use std::ops::ControlFlow;
use std::time::Duration;

use lwes_config::EmitterConfig;
use lwes_engine::{
    Emitter, EngineError, Listener, RECEIPT_TIME, SENDER_IP, SENDER_PORT,
};
use lwes_protocols::{ControlKind, Event, Value};
use tokio::net::UdpSocket;
use tokio::time::timeout;

const WAIT: Duration = Duration::from_secs(5);

fn quiet_emitter(address: String, heartbeat_secs: u64) -> EmitterConfig {
    EmitterConfig {
        address,
        heartbeat_secs,
        handle_interrupt: false,
        ..Default::default()
    }
}

async fn receive_named(listener: &Listener, name: &str) -> Event {
    timeout(WAIT, async {
        loop {
            let event = listener.receive().await.unwrap();
            if event.name == name {
                return event;
            }
        }
    })
    .await
    .expect("event never arrived")
}

fn sample() -> Event {
    Event::new("Test::Sample")
        .with("count", 7u32)
        .with("delta", -3i16)
        .with("label", "hello")
        .with("ok", true)
}

fn assert_enriched(event: &Event) {
    assert!(event.get(RECEIPT_TIME).and_then(Value::as_i64).unwrap() > 0);
    assert!(!event.get(SENDER_IP).and_then(Value::as_str).unwrap().is_empty());
    assert_ne!(event.get(SENDER_PORT), Some(&Value::U16(0)));
}

#[tokio::test]
async fn multicast_group_delivers_events() {
    let listener = Listener::bind("224.2.2.22:12345").await.unwrap();
    let emitter = Emitter::start(&quiet_emitter("224.2.2.22:12345".into(), 0), None)
        .await
        .unwrap();

    let sent = sample();
    emitter.emit(&sent).await.unwrap();
    let received = receive_named(&listener, "Test::Sample").await;
    emitter.close().await.unwrap();
    listener.close().unwrap();

    for (key, value) in sent.iter() {
        assert_eq!(received.get(key), Some(value), "{key}");
    }
    assert_eq!(received.len(), sent.len() + 3);
    assert_enriched(&received);
}

#[tokio::test]
async fn listeners_on_one_host_share_a_channel() {
    let first = Listener::bind("224.2.2.22:12346").await.unwrap();
    let second = Listener::bind("224.2.2.22:12346").await.unwrap();
    let emitter = Emitter::start(&quiet_emitter("224.2.2.22:12346".into(), 0), None)
        .await
        .unwrap();

    emitter.emit(&sample()).await.unwrap();
    for listener in [&first, &second] {
        let received = receive_named(listener, "Test::Sample").await;
        assert_enriched(&received);
    }
    emitter.close().await.unwrap();
}

#[tokio::test]
async fn unicast_round_trip_reports_sender() {
    let listener = Listener::bind("127.0.0.1:0").await.unwrap();
    let port = listener.local_addr().unwrap().port();
    let emitter = Emitter::start(&quiet_emitter(format!("udp4://127.0.0.1:{port}"), 0), None)
        .await
        .unwrap();

    emitter.emit(&sample()).await.unwrap();
    let received = receive_named(&listener, "Test::Sample").await;

    assert_eq!(
        received.get(SENDER_IP),
        Some(&Value::String("127.0.0.1".into()))
    );
    assert_eq!(
        received.get(SENDER_PORT),
        Some(&Value::U16(emitter.local_addr().unwrap().port()))
    );
    emitter.close().await.unwrap();
}

#[tokio::test]
async fn heartbeat_cadence_over_three_seconds() {
    let listener = Listener::bind("127.0.0.1:0").await.unwrap();
    let port = listener.local_addr().unwrap().port();
    let emitter = Emitter::start(&quiet_emitter(format!("127.0.0.1:{port}"), 1), None)
        .await
        .unwrap();

    tokio::time::sleep(Duration::from_millis(3200)).await;
    emitter.close().await.unwrap();

    let (mut startup, mut heartbeat, mut shutdown) = (0, 0, 0);
    timeout(
        WAIT,
        listener.for_each(|result| {
            match ControlKind::of(&result.unwrap()) {
                Some(ControlKind::Startup) => startup += 1,
                Some(ControlKind::Heartbeat) => heartbeat += 1,
                Some(ControlKind::Shutdown) => {
                    shutdown += 1;
                    return ControlFlow::Break(());
                }
                None => {}
            }
            ControlFlow::Continue(())
        }),
    )
    .await
    .expect("shutdown never arrived");

    assert_eq!(startup, 1);
    assert!(heartbeat >= 2, "only {heartbeat} heartbeats");
    assert_eq!(shutdown, 1);
}

#[tokio::test]
async fn corrupt_datagram_does_not_stop_iteration() {
    let listener = Listener::bind("127.0.0.1:0").await.unwrap();
    let target = listener.local_addr().unwrap();

    let raw = UdpSocket::bind("127.0.0.1:0").await.unwrap();
    raw.send_to(&[0x05, b'a', b'b'], target).await.unwrap();
    raw.send_to(&[0x01, b'E', 0x00, 0x01, 0x01, b'k', 0x2a], target)
        .await
        .unwrap();

    let emitter = Emitter::start(&quiet_emitter(target.to_string(), 0), None)
        .await
        .unwrap();
    emitter.emit(&sample()).await.unwrap();

    let mut decode_errors = 0;
    let last = timeout(
        WAIT,
        listener.for_each(|result| match result {
            Err(EngineError::Decode(_)) => {
                decode_errors += 1;
                ControlFlow::Continue(())
            }
            Ok(event) if event.name == "Test::Sample" => ControlFlow::Break(event),
            Ok(_) => ControlFlow::Continue(()),
            Err(e) => panic!("unexpected error: {e}"),
        }),
    )
    .await
    .expect("sample never arrived");

    assert_eq!(decode_errors, 2);
    assert_eq!(last.get("label"), Some(&Value::String("hello".into())));
    emitter.close().await.unwrap();
}

#[cfg(unix)]
#[tokio::test]
async fn unixgram_round_trip() {
    let dir = tempfile::tempdir().unwrap();
    let address = format!("unixgram://{}", dir.path().join("lwes.sock").display());

    let listener = Listener::bind(&address).await.unwrap();
    let emitter = Emitter::start(&quiet_emitter(address, 0), None)
        .await
        .unwrap();
    emitter.emit(&sample()).await.unwrap();

    let received = receive_named(&listener, "Test::Sample").await;
    assert_eq!(received.get(SENDER_IP), Some(&Value::String(String::new())));
    assert_eq!(received.get(SENDER_PORT), Some(&Value::U16(0)));

    emitter.close().await.unwrap();
    listener.close().unwrap();
    assert!(!dir.path().join("lwes.sock").exists());
}

#[tokio::test]
async fn unsupported_scheme_fails_construction() {
    let err = Listener::bind("ip4://10.0.0.1:5").await.unwrap_err();
    assert!(err.is_construction());
}

#[tokio::test]
async fn concurrent_emit_racing_close_never_panics() {
    let listener = Listener::bind("127.0.0.1:0").await.unwrap();
    let target = listener.local_addr().unwrap().to_string();
    let emitter = std::sync::Arc::new(
        Emitter::start(&quiet_emitter(target, 0), None).await.unwrap(),
    );

    let racer = {
        let emitter = emitter.clone();
        tokio::spawn(async move {
            for _ in 0..200 {
                match emitter.emit(&sample()).await {
                    Ok(_) => {}
                    Err(e) => {
                        assert!(e.is_closed(), "{e}");
                        break;
                    }
                }
            }
        })
    };
    emitter.close().await.unwrap();
    racer.await.unwrap();
}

****************************************

▶ _PROMPT_: Copy the entire listing above, line for line, exactly.

▶ _RESULT OF THE TASK_:
use std::ops::ControlFlow;
use std::time::Duration;

use lwes_config::EmitterConfig;
use lwes_engine::{
    Emitter, EngineError, Listener, RECEIPT_TIME, SENDER_IP, SENDER_PORT,
};
use lwes_protocols::{ControlKind, Event, Value};
use tokio::net::UdpSocket;
use tokio::time::timeout;

const WAIT: Duration = Duration::from_secs(5);

fn quiet_emitter(address: String, heartbeat_secs: u64) -> EmitterConfig {
    EmitterConfig {
        address,
        heartbeat_secs,
        handle_interrupt: false,
        ..Default::default()
    }
}

async fn receive_named(listener: &Listener, name: &str) -> Event {
    timeout(WAIT, async {
        loop {
            let event = listener.receive().await.unwrap();
            if event.name == name {
                return event;
            }
        }
    })
    .await
    .expect("event never arrived")
}

fn sample() -> Event {
    Event::new("Test::Sample")
        .with("count", 7u32)
        .with("delta", -3i16)
        .with("label", "hello")
        .with("ok", true)
}

fn assert_enriched(event: &Event) {
    assert!(event.get(RECEIPT_TIME).and_then(Value::as_i64).unwrap() > 0);
    assert!(!event.get(SENDER_IP).and_then(Value::as_str).unwrap().is_empty());
    assert_ne!(event.get(SENDER_PORT), Some(&Value::U16(0)));
}

#[tokio::test]
async fn multicast_group_delivers_events() {
    let listener = Listener::bind("224.2.2.22:12345").await.unwrap();
    let emitter = Emitter::start(&quiet_emitter("224.2.2.22:12345".into(), 0), None)
        .await
        .unwrap();

    let sent = sample();
    emitter.emit(&sent).await.unwrap();
    let received = receive_named(&listener, "Test::Sample").await;
    emitter.close().await.unwrap();
    listener.close().unwrap();

    for (key, value) in sent.iter() {
        assert_eq!(received.get(key), Some(value), "{key}");
    }
    assert_eq!(received.len(), sent.len() + 3);
    assert_enriched(&received);
}

#[tokio::test]
async fn listeners_on_one_host_share_a_channel() {
    let first = Listener::bind("224.2.2.22:12346").await.unwrap();
    let second = Listener::bind("224.2.2.22:12346").await.unwrap();
    let emitter = Emitter::start(&quiet_emitter("224.2.2.22:12346".into(), 0), None)
        .await
        .unwrap();

    emitter.emit(&sample()).await.unwrap();
    for listener in [&first, &second] {
        let received = receive_named(listener, "Test::Sample").await;
        assert_enriched(&received);
    }
    emitter.close().await.unwrap();
}

#[tokio::test]
async fn unicast_round_trip_reports_sender() {
    let listener = Listener::bind("127.0.0.1:0").await.unwrap();
    let port = listener.local_addr().unwrap().port();
    let emitter = Emitter::start(&quiet_emitter(format!("udp4://127.0.0.1:{port}"), 0), None)
        .await
        .unwrap();

    emitter.emit(&sample()).await.unwrap();
    let received = receive_named(&listener, "Test::Sample").await;

    assert_eq!(
        received.get(SENDER_IP),
        Some(&Value::String("127.0.0.1".into()))
    );
    assert_eq!(
        received.get(SENDER_PORT),
        Some(&Value::U16(emitter.local_addr().unwrap().port()))
    );
    emitter.close().await.unwrap();
}

#[tokio::test]
async fn heartbeat_cadence_over_three_seconds() {
    let listener = Listener::bind("127.0.0.1:0").await.unwrap();
    let port = listener.local_addr().unwrap().port();
    let emitter = Emitter::start(&quiet_emitter(format!("127.0.0.1:{port}"), 1), None)
        .await
        .unwrap();

    tokio::time::sleep(Duration::from_millis(3200)).await;
    emitter.close().await.unwrap();

    let (mut startup, mut heartbeat, mut shutdown) = (0, 0, 0);
    timeout(
        WAIT,
        listener.for_each(|result| {
            match ControlKind::of(&result.unwrap()) {
                Some(ControlKind::Startup) => startup += 1,
                Some(ControlKind::Heartbeat) => heartbeat += 1,
                Some(ControlKind::Shutdown) => {
                    shutdown += 1;
                    return ControlFlow::Break(());
                }
                None => {}
            }
            ControlFlow::Continue(())
        }),
    )
    .await
    .expect("shutdown never arrived");

    assert_eq!(startup, 1);
    assert!(heartbeat >= 2, "only {heartbeat} heartbeats");
    assert_eq!(shutdown, 1);
}

#[tokio::test]
async fn corrupt_datagram_does_not_stop_iteration() {
    let listener = Listener::bind("127.0.0.1:0").await.unwrap();
    let target = listener.local_addr().unwrap();

    let raw = UdpSocket::bind("127.0.0.1:0").await.unwrap();
    raw.send_to(&[0x05, b'a', b'b'], target).await.unwrap();
    raw.send_to(&[0x01, b'E', 0x00, 0x01, 0x01, b'k', 0x2a], target)
        .await
        .unwrap();

    let emitter = Emitter::start(&quiet_emitter(target.to_string(), 0), None)
        .await
        .unwrap();
    emitter.emit(&sample()).await.unwrap();

    let mut decode_errors = 0;
    let last = timeout(
        WAIT,
        listener.for_each(|result| match result {
            Err(EngineError::Decode(_)) => {
                decode_errors += 1;
                ControlFlow::Continue(())
            }
            Ok(event) if event.name == "Test::Sample" => ControlFlow::Break(event),
            Ok(_) => ControlFlow::Continue(()),
            Err(e) => panic!("unexpected error: {e}"),
        }),
    )
    .await
    .expect("sample never arrived");

    assert_eq!(decode_errors, 2);
    assert_eq!(last.get("label"), Some(&Value::String("hello".into())));
    emitter.close().await.unwrap();
}

#[cfg(unix)]
#[tokio::test]
async fn unixgram_round_trip() {
    let dir = tempfile::tempdir().unwrap();
    let address = format!("unixgram://{}", dir.path().join("lwes.sock").display());

    let listener = Listener::bind(&address).await.unwrap();
    let emitter = Emitter::start(&quiet_emitter(address, 0), None)
        .await
        .unwrap();
    emitter.emit(&sample()).await.unwrap();

    let received = receive_named(&listener, "Test::Sample").await;
    assert_eq!(received.get(SENDER_IP), Some(&Value::String(String::new())));
    assert_eq!(received.get(SENDER_PORT), Some(&Value::U16(0)));

    emitter.close().await.unwrap();
    listener.close().unwrap();
    assert!(!dir.path().join("lwes.sock").exists());
}

#[tokio::test]
async fn unsupported_scheme_fails_construction() {
    let err = Listener::bind("ip4://10.0.0.1:5").await.unwrap_err();
    assert!(err.is_construction());
}

#[tokio::test]
async fn concurrent_emit_racing_close_never_panics() {
    let listener = Listener::bind("127.0.0.1:0").await.unwrap();
    let target = listener.local_addr().unwrap().to_string();
    let emitter = std::sync::Arc::new(
        Emitter::start(&quiet_emitter(target, 0), None).await.unwrap(),
    );

    let racer = {
        let emitter = emitter.clone();
        tokio::spawn(async move {
            for _ in 0..200 {
                match emitter.emit(&sample()).await {
                    Ok(_) => {}
                    Err(e) => {
                        assert!(e.is_closed(), "{e}");
                        break;
                    }
                }
            }
        })
    };
    emitter.close().await.unwrap();
    racer.await.unwrap();
}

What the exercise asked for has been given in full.